• PROVIDED MATERIAL
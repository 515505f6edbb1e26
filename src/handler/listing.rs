//! Directory listing module
//!
//! Generates the HTML page served for directories without an `index.html`.

use percent_encoding::utf8_percent_encode;
use std::fmt::Write;
use std::path::Path;
use tokio::fs;

use super::error::ServeError;
use super::path::URL_ENCODE_SET;

/// One immediate child of the listed directory
#[derive(Debug, Clone, PartialEq, Eq)]
pub struct ListingEntry {
    pub name: String,
    pub is_dir: bool,
    pub is_symlink: bool,
}

impl ListingEntry {
    fn href(&self) -> String {
        let href = utf8_percent_encode(&self.name, URL_ENCODE_SET).to_string();
        if self.is_dir {
            href + "/"
        } else {
            href
        }
    }

    fn label(&self) -> String {
        if self.is_symlink {
            format!("{}@", self.name)
        } else if self.is_dir {
            format!("{}/", self.name)
        } else {
            self.name.clone()
        }
    }
}

/// Read the immediate children of `dir`, sorted case-insensitively
///
/// An unreadable directory is reported as not found.
pub async fn read_entries(dir: &Path) -> Result<Vec<ListingEntry>, ServeError> {
    let mut read_dir = fs::read_dir(dir)
        .await
        .map_err(|_| ServeError::NotFound(dir.display().to_string()))?;

    let mut entries = Vec::new();
    while let Some(entry) = read_dir.next_entry().await? {
        // non-UTF-8 names cannot be requested, so they are not linked
        let Ok(name) = entry.file_name().into_string() else {
            continue;
        };
        let is_symlink = entry
            .file_type()
            .await
            .is_ok_and(|t| t.is_symlink());
        // follows symlinks, so a link to a directory lists as one
        let is_dir = fs::metadata(entry.path())
            .await
            .is_ok_and(|m| m.is_dir());

        entries.push(ListingEntry {
            name,
            is_dir,
            is_symlink,
        });
    }

    entries.sort_by_cached_key(|e| e.name.to_lowercase());
    Ok(entries)
}

/// Render the listing page for `display_path` (e.g. `/core/`)
pub fn render(display_path: &str, entries: &[ListingEntry]) -> String {
    let title = format!("Directory listing for {}", escape_html(display_path));

    let mut html = String::with_capacity(256 + entries.len() * 64);
    html.push_str("<!DOCTYPE HTML>\n<html lang=\"en\">\n<head>\n");
    html.push_str("<meta charset=\"utf-8\">\n");
    let _ = writeln!(html, "<title>{title}</title>");
    html.push_str("</head>\n<body>\n");
    let _ = writeln!(html, "<h1>{title}</h1>");
    html.push_str("<hr>\n<ul>\n");
    for entry in entries {
        let _ = writeln!(
            html,
            "<li><a href=\"{}\">{}</a></li>",
            escape_html(&entry.href()),
            escape_html(&entry.label())
        );
    }
    html.push_str("</ul>\n<hr>\n</body>\n</html>\n");
    html
}

/// Escape text for HTML content and double-quoted attributes
fn escape_html(text: &str) -> String {
    let mut escaped = String::with_capacity(text.len());
    for c in text.chars() {
        match c {
            '&' => escaped.push_str("&amp;"),
            '<' => escaped.push_str("&lt;"),
            '>' => escaped.push_str("&gt;"),
            '"' => escaped.push_str("&quot;"),
            '\'' => escaped.push_str("&#x27;"),
            _ => escaped.push(c),
        }
    }
    escaped
}

#[cfg(test)]
mod tests {
    use super::*;
    use tempfile::TempDir;

    fn entry(name: &str, is_dir: bool) -> ListingEntry {
        ListingEntry {
            name: name.to_string(),
            is_dir,
            is_symlink: false,
        }
    }

    #[test]
    fn test_render_links() {
        let html = render(
            "/",
            &[entry("core", true), entry("index.html", false)],
        );
        assert!(html.contains("<title>Directory listing for /</title>"));
        assert!(html.contains("<li><a href=\"core/\">core/</a></li>"));
        assert!(html.contains("<li><a href=\"index.html\">index.html</a></li>"));
        assert_eq!(html.matches("<a href=").count(), 2);
    }

    #[test]
    fn test_render_escapes_names() {
        let html = render(
            "/a&b/",
            &[entry("my file.txt", false), entry("<script>.js", false)],
        );
        assert!(html.contains("Directory listing for /a&amp;b/"));
        assert!(html.contains("<a href=\"my%20file.txt\">my file.txt</a>"));
        assert!(html.contains("<a href=\"%3Cscript%3E.js\">&lt;script&gt;.js</a>"));
        assert!(!html.contains("<script>"));
    }

    #[test]
    fn test_symlink_label() {
        let link = ListingEntry {
            name: "latest".to_string(),
            is_dir: true,
            is_symlink: true,
        };
        let html = render("/", &[link]);
        assert!(html.contains("<a href=\"latest/\">latest@</a>"));
    }

    #[tokio::test]
    async fn test_read_entries_sorted() {
        let dir = TempDir::new().unwrap();
        std::fs::write(dir.path().join("b.txt"), "b").unwrap();
        std::fs::write(dir.path().join("A.txt"), "a").unwrap();
        std::fs::create_dir(dir.path().join("core")).unwrap();

        let entries = read_entries(dir.path()).await.unwrap();
        assert_eq!(
            entries,
            vec![entry("A.txt", false), entry("b.txt", false), entry("core", true)]
        );
    }

    #[cfg(target_os = "linux")]
    #[tokio::test]
    async fn test_read_entries_skips_non_utf8_names() {
        use std::ffi::OsStr;
        use std::os::unix::ffi::OsStrExt;

        let dir = TempDir::new().unwrap();
        std::fs::write(dir.path().join("ok.txt"), "ok").unwrap();
        std::fs::write(dir.path().join(OsStr::from_bytes(b"bad\xFF.txt")), "x").unwrap();

        let entries = read_entries(dir.path()).await.unwrap();
        assert_eq!(entries, vec![entry("ok.txt", false)]);
    }

    #[tokio::test]
    async fn test_read_entries_missing_dir() {
        let dir = TempDir::new().unwrap();
        let result = read_entries(&dir.path().join("nope")).await;
        assert!(matches!(result, Err(ServeError::NotFound(_))));
    }
}
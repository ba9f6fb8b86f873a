use crate::config::CodecConfig;
use crate::decoder::{self, StreamInfo};
use crate::encoder;
use crate::error::RleError;
use crate::stats::CodecStats;
use indicatif::{ProgressBar, ProgressStyle};
use log::{debug, info, warn};
use std::fs::{self, File};
use std::io::{BufReader, BufWriter, Read, Write};
use std::path::Path;
use std::time::Instant;

pub fn encode<R: Read, W: Write>(
	reader: &mut R,
	writer: &mut W,
	config: &CodecConfig,
) -> Result<CodecStats, RleError> {
	config.validate()?;
	let start = Instant::now();

	let mut source = BufReader::with_capacity(config.buffer_size, reader);
	let mut sink = BufWriter::with_capacity(config.buffer_size, writer);
	let stats = encoder::encode(&mut source, &mut sink)?;
	sink.flush()?;

	info!(
		"encoded {} -> {} bytes in {} records ({:.2}x, {:.2?})",
		stats.bytes_in,
		stats.bytes_out,
		stats.records(),
		stats.ratio(),
		start.elapsed()
	);
	Ok(stats)
}

pub fn decode<R: Read, W: Write>(
	reader: &mut R,
	writer: &mut W,
	config: &CodecConfig,
) -> Result<CodecStats, RleError> {
	config.validate()?;
	let start = Instant::now();

	let mut source = BufReader::with_capacity(config.buffer_size, reader);
	let mut sink = BufWriter::with_capacity(config.buffer_size, writer);
	let stats = decoder::decode(&mut source, &mut sink, config.truncation)?;
	sink.flush()?;

	info!(
		"decoded {} -> {} bytes from {} records ({:.2?})",
		stats.bytes_in,
		stats.bytes_out,
		stats.records(),
		start.elapsed()
	);
	Ok(stats)
}

pub fn inspect<R: Read>(reader: &mut R) -> Result<StreamInfo, RleError> {
	let mut source = BufReader::new(reader);
	let info = decoder::inspect(&mut source)?;
	debug!("inspected {} records, crc32 {:08x}", info.stats.records(), info.crc32);
	Ok(info)
}

/// Rejects path pairs that cannot name a distinct input and output.
fn check_paths(input: &Path, output: &Path) -> Result<(), RleError> {
	if input.as_os_str().is_empty() {
		return Err(RleError::InvalidArgument("input path is empty".to_string()));
	}
	if output.as_os_str().is_empty() {
		return Err(RleError::InvalidArgument("output path is empty".to_string()));
	}
	let same_file = input == output
		|| match (fs::canonicalize(input), fs::canonicalize(output)) {
			(Ok(a), Ok(b)) => a == b,
			// a path that does not exist yet cannot alias the other
			_ => false,
		};
	if same_file {
		return Err(RleError::InvalidArgument(format!(
			"input and output are the same file: {} and {}",
			input.display(),
			output.display()
		)));
	}
	Ok(())
}

fn progress_bar(len: u64, config: &CodecConfig) -> ProgressBar {
	if !config.show_progress {
		return ProgressBar::hidden();
	}
	let pb = ProgressBar::new(len);
	if let Ok(style) = ProgressStyle::default_bar()
		.template("{spinner:.green} [{elapsed_precise}] [{bar:40.cyan/blue}] {bytes}/{total_bytes} ({eta})")
	{
		pb.set_style(style.progress_chars("#>-"));
	}
	pb
}

pub fn encode_file(input: &Path, output: &Path, config: &CodecConfig) -> Result<CodecStats, RleError> {
	check_paths(input, output)?;
	debug!("encoding {} to {}", input.display(), output.display());

	let in_file = File::open(input)?;
	let pb = progress_bar(in_file.metadata()?.len(), config);
	let mut reader = pb.wrap_read(in_file);
	let mut out_file = File::create(output)?;

	let stats = encode(&mut reader, &mut out_file, config)?;
	pb.finish_with_message("Encoding finished");
	Ok(stats)
}

pub fn decode_file(input: &Path, output: &Path, config: &CodecConfig) -> Result<CodecStats, RleError> {
	check_paths(input, output)?;
	debug!("decoding {} to {}", input.display(), output.display());

	let in_file = File::open(input)?;
	let pb = progress_bar(in_file.metadata()?.len(), config);
	let mut reader = pb.wrap_read(in_file);
	let mut out_file = File::create(output)?;

	let stats = decode(&mut reader, &mut out_file, config)?;
	pb.finish_with_message("Decoding finished");
	Ok(stats)
}

pub fn inspect_file(input: &Path) -> Result<StreamInfo, RleError> {
	if input.as_os_str().is_empty() {
		return Err(RleError::InvalidArgument("input path is empty".to_string()));
	}
	let mut in_file = File::open(input)?;
	inspect(&mut in_file)
}

/// Outcome of encoding some input and decoding it again.
#[derive(Debug, Clone, Copy, PartialEq, Eq)]
pub struct VerifyReport {
	pub original_size: u64,
	pub original_crc32: u32,
	pub encoded_size: u64,
	pub decoded: StreamInfo,
}

impl VerifyReport {
	pub fn is_match(&self) -> bool {
		self.decoded.decoded_size() == self.original_size && self.decoded.crc32 == self.original_crc32
	}
}

/// Encodes `reader` in memory, decodes the result and compares length and
/// CRC32 with the original.
pub fn verify<R: Read>(reader: &mut R) -> Result<VerifyReport, RleError> {
	let mut buffer = Vec::new();
	reader.read_to_end(&mut buffer)?;

	let mut encoded: Vec<u8> = Vec::with_capacity(buffer.len());
	encoder::encode(&mut buffer.as_slice(), &mut encoded)?;
	let decoded = decoder::inspect(&mut encoded.as_slice())?;

	let report = VerifyReport {
		original_size: buffer.len() as u64,
		original_crc32: crc32fast::hash(&buffer),
		encoded_size: encoded.len() as u64,
		decoded,
	};
	if report.is_match() {
		debug!("round trip of {} bytes verified", report.original_size);
	} else {
		warn!(
			"round trip mismatch: {} bytes crc32 {:08x}, decoded {} bytes crc32 {:08x}",
			report.original_size,
			report.original_crc32,
			report.decoded.decoded_size(),
			report.decoded.crc32
		);
	}
	Ok(report)
}

pub fn verify_file(input: &Path) -> Result<VerifyReport, RleError> {
	if input.as_os_str().is_empty() {
		return Err(RleError::InvalidArgument("input path is empty".to_string()));
	}
	let mut in_file = File::open(input)?;
	verify(&mut in_file)
}
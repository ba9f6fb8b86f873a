//! Run-length encoder.
//!
//! A single forward pass over the source with a three byte lookahead
//! window. Every byte ends up in either a repeat record or a literal
//! record, and no record is ever longer than [`MAX_RUN`].

use crate::error::Result;
use crate::format::{ControlByte, RunKind, MAX_RUN};
use crate::io::{ByteSink, ByteSource};
use crate::stats::CodecStats;
use log::trace;
use std::io;

#[derive(Debug, Clone, Copy, PartialEq, Eq)]
enum State {
    Repeat { value: u8 },
    Literal,
}

/// `current`, `next` and `next_next`, where `None` marks end of input.
struct Window {
    current: Option<u8>,
    next: Option<u8>,
    next_next: Option<u8>,
}

impl Window {
    fn fill<S: ByteSource + ?Sized>(source: &mut S, stats: &mut CodecStats) -> io::Result<Self> {
        let current = pull(source, stats)?;
        let next = match current {
            Some(_) => pull(source, stats)?,
            None => None,
        };
        let next_next = match next {
            Some(_) => pull(source, stats)?,
            None => None,
        };
        Ok(Self { current, next, next_next })
    }

    fn advance<S: ByteSource + ?Sized>(&mut self, source: &mut S, stats: &mut CodecStats) -> io::Result<()> {
        self.current = self.next;
        self.next = self.next_next;
        if self.next_next.is_some() {
            self.next_next = pull(source, stats)?;
        }
        Ok(())
    }

    /// A new repeat run starts at `next`. Two end-of-input markers also
    /// compare equal, which forces the final literal flush.
    fn repeat_ahead(&self) -> bool {
        self.next == self.next_next
    }
}

fn pull<S: ByteSource + ?Sized>(source: &mut S, stats: &mut CodecStats) -> io::Result<Option<u8>> {
    let byte = source.read_one()?;
    if byte.is_some() {
        stats.bytes_in += 1;
    }
    Ok(byte)
}

fn write_repeat<K: ByteSink + ?Sized>(sink: &mut K, stats: &mut CodecStats, len: usize, value: u8) -> io::Result<()> {
    trace!("repeat record: {} x {:#04x}", len, value);
    sink.write_one(ControlByte::new(RunKind::Repeat, len).byte())?;
    sink.write_one(value)?;
    stats.record(RunKind::Repeat);
    stats.bytes_out += 2;
    Ok(())
}

fn write_literal<K: ByteSink + ?Sized>(sink: &mut K, stats: &mut CodecStats, bytes: &[u8]) -> io::Result<()> {
    trace!("literal record: {} bytes", bytes.len());
    sink.write_one(ControlByte::new(RunKind::Literal, bytes.len()).byte())?;
    sink.write_many(bytes)?;
    stats.record(RunKind::Literal);
    stats.bytes_out += 1 + bytes.len() as u64;
    Ok(())
}

/// Encodes everything `source` yields into `sink`.
///
/// Empty input produces no output. Source and sink errors abort the call
/// and are returned as-is; the sink may hold a partial stream afterwards.
pub fn encode<S, K>(source: &mut S, sink: &mut K) -> Result<CodecStats>
where
    S: ByteSource + ?Sized,
    K: ByteSink + ?Sized,
{
    let mut stats = CodecStats::new();
    let mut window = Window::fill(source, &mut stats)?;

    let mut state = match (window.current, window.next) {
        (None, _) => return Ok(stats),
        // A lone byte is a repeat run of one.
        (Some(first), None) => State::Repeat { value: first },
        (Some(first), Some(second)) if first == second => State::Repeat { value: first },
        _ => State::Literal,
    };

    let mut literal = [0u8; MAX_RUN];
    let mut len = 0usize;

    while let Some(current) = window.current {
        match state {
            State::Repeat { value } => {
                debug_assert_eq!(value, current);
                len += 1;

                if window.next != Some(current) {
                    write_repeat(sink, &mut stats, len, value)?;
                    len = 0;
                    state = match window.next {
                        Some(next) if window.repeat_ahead() => State::Repeat { value: next },
                        _ => State::Literal,
                    };
                }

                if len == MAX_RUN {
                    write_repeat(sink, &mut stats, len, value)?;
                    len = 0;
                }
            }
            State::Literal => {
                literal[len] = current;
                len += 1;

                if window.repeat_ahead() {
                    write_literal(sink, &mut stats, &literal[..len])?;
                    len = 0;
                    if let Some(next) = window.next {
                        state = State::Repeat { value: next };
                    }
                }

                if len == MAX_RUN {
                    write_literal(sink, &mut stats, &literal[..len])?;
                    len = 0;
                }
            }
        }

        window.advance(source, &mut stats)?;
    }

    debug_assert_eq!(len, 0);
    Ok(stats)
}
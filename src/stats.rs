use crate::format::RunKind;

/// Counters gathered by a single encode or decode call.
#[derive(Debug, Clone, Copy, Default, PartialEq, Eq)]
pub struct CodecStats {
    pub bytes_in: u64,
    pub bytes_out: u64,
    pub repeat_records: u64,
    pub literal_records: u64,
}

impl CodecStats {
    pub fn new() -> Self {
        Self::default()
    }

    pub fn records(&self) -> u64 {
        self.repeat_records + self.literal_records
    }

    pub fn record(&mut self, kind: RunKind) {
        match kind {
            RunKind::Repeat => self.repeat_records += 1,
            RunKind::Literal => self.literal_records += 1,
        }
    }

    /// `bytes_in / bytes_out`, or 0.0 when nothing was written.
    pub fn ratio(&self) -> f64 {
        if self.bytes_out > 0 {
            self.bytes_in as f64 / self.bytes_out as f64
        } else {
            0.0
        }
    }
}
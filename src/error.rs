use thiserror::Error;

#[derive(Error, Debug)]
pub enum RleError {
	#[error("I/O error: {0}")]
	Io(#[from] std::io::Error),

	#[error("Invalid argument: {0}")]
	InvalidArgument(String),

	#[error("Malformed stream at offset {offset}: record declares {expected} payload bytes, {actual} available")]
	MalformedStream { offset: u64, expected: usize, actual: usize },

	#[error("Invalid control byte {byte:#04x} at offset {offset}: zero-length record")]
	InvalidControlByte { offset: u64, byte: u8 },

	#[error("Configuration error: {0}")]
	ConfigError(String),

	#[error("Round trip mismatch: original crc32 {expected:08x}, decoded crc32 {actual:08x}")]
	RoundTripMismatch { expected: u32, actual: u32 },
}

pub type Result<T> = std::result::Result<T, RleError>;
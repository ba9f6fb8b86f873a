//! Run-length decoder.
//!
//! Stateless per record: read a control byte, read its payload, expand.
//! The only clean place for the input to end is a record boundary; what
//! happens otherwise is decided by [`TruncationPolicy`].

use crate::config::TruncationPolicy;
use crate::error::{Result, RleError};
use crate::format::{ControlByte, RunKind, MAX_RUN};
use crate::io::{ByteSink, ByteSource, ChecksumSink};
use crate::stats::CodecStats;
use log::{trace, warn};
use std::io;

/// Summary of an encoded stream, gathered without keeping its output.
#[derive(Debug, Clone, Copy, PartialEq, Eq)]
pub struct StreamInfo {
    pub stats: CodecStats,
    pub crc32: u32,
}

impl StreamInfo {
    pub fn encoded_size(&self) -> u64 {
        self.stats.bytes_in
    }

    pub fn decoded_size(&self) -> u64 {
        self.stats.bytes_out
    }
}

/// Fills `buf` from `source`, returning how many bytes were available.
fn read_payload<S: ByteSource + ?Sized>(source: &mut S, buf: &mut [u8]) -> io::Result<usize> {
    for (filled, slot) in buf.iter_mut().enumerate() {
        match source.read_one()? {
            Some(byte) => *slot = byte,
            None => return Ok(filled),
        }
    }
    Ok(buf.len())
}

/// Decodes a record stream from `source` into `sink`.
pub fn decode<S, K>(source: &mut S, sink: &mut K, policy: TruncationPolicy) -> Result<CodecStats>
where
    S: ByteSource + ?Sized,
    K: ByteSink + ?Sized,
{
    let mut stats = CodecStats::new();
    let mut buf = [0u8; MAX_RUN];

    while let Some(byte) = source.read_one()? {
        let offset = stats.bytes_in;
        stats.bytes_in += 1;

        let control = ControlByte::from_byte(byte);
        if control.is_empty() {
            if policy == TruncationPolicy::Strict {
                return Err(RleError::InvalidControlByte { offset, byte });
            }
            warn!("skipping zero-length record {:#04x} at offset {}", byte, offset);
        }

        let expected = control.payload_len();
        let actual = read_payload(source, &mut buf[..expected])?;
        stats.bytes_in += actual as u64;

        if actual < expected {
            if policy == TruncationPolicy::Strict {
                return Err(RleError::MalformedStream { offset, expected, actual });
            }
            warn!(
                "stream truncated at offset {}: record declares {} payload bytes, {} available",
                offset, expected, actual
            );
            if control.kind() == RunKind::Literal {
                sink.write_many(&buf[..actual])?;
                stats.bytes_out += actual as u64;
            }
            break;
        }

        if control.is_empty() {
            continue;
        }

        let len = control.len();
        if control.kind() == RunKind::Repeat {
            let value = buf[0];
            buf[..len].fill(value);
        }
        trace!("{:?} record: {} bytes", control.kind(), len);
        sink.write_many(&buf[..len])?;
        stats.record(control.kind());
        stats.bytes_out += len as u64;
    }

    Ok(stats)
}

/// Walks an encoded stream under the strict policy, discarding output but
/// recording its size and CRC32.
pub fn inspect<S: ByteSource + ?Sized>(source: &mut S) -> Result<StreamInfo> {
    let mut sink = ChecksumSink::new();
    let stats = decode(source, &mut sink, TruncationPolicy::Strict)?;
    debug_assert_eq!(stats.bytes_out, sink.len());
    Ok(StreamInfo { stats, crc32: sink.finalize() })
}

• WORK TO BE COMPLETED
What lines in the data above carry "writeln"? Return them all.

• SOLUTION FOR THIS PROBLEM
    let _ = writeln!(html, "<title>{title}</title>");
    let _ = writeln!(html, "<h1>{title}</h1>");
        let _ = writeln!(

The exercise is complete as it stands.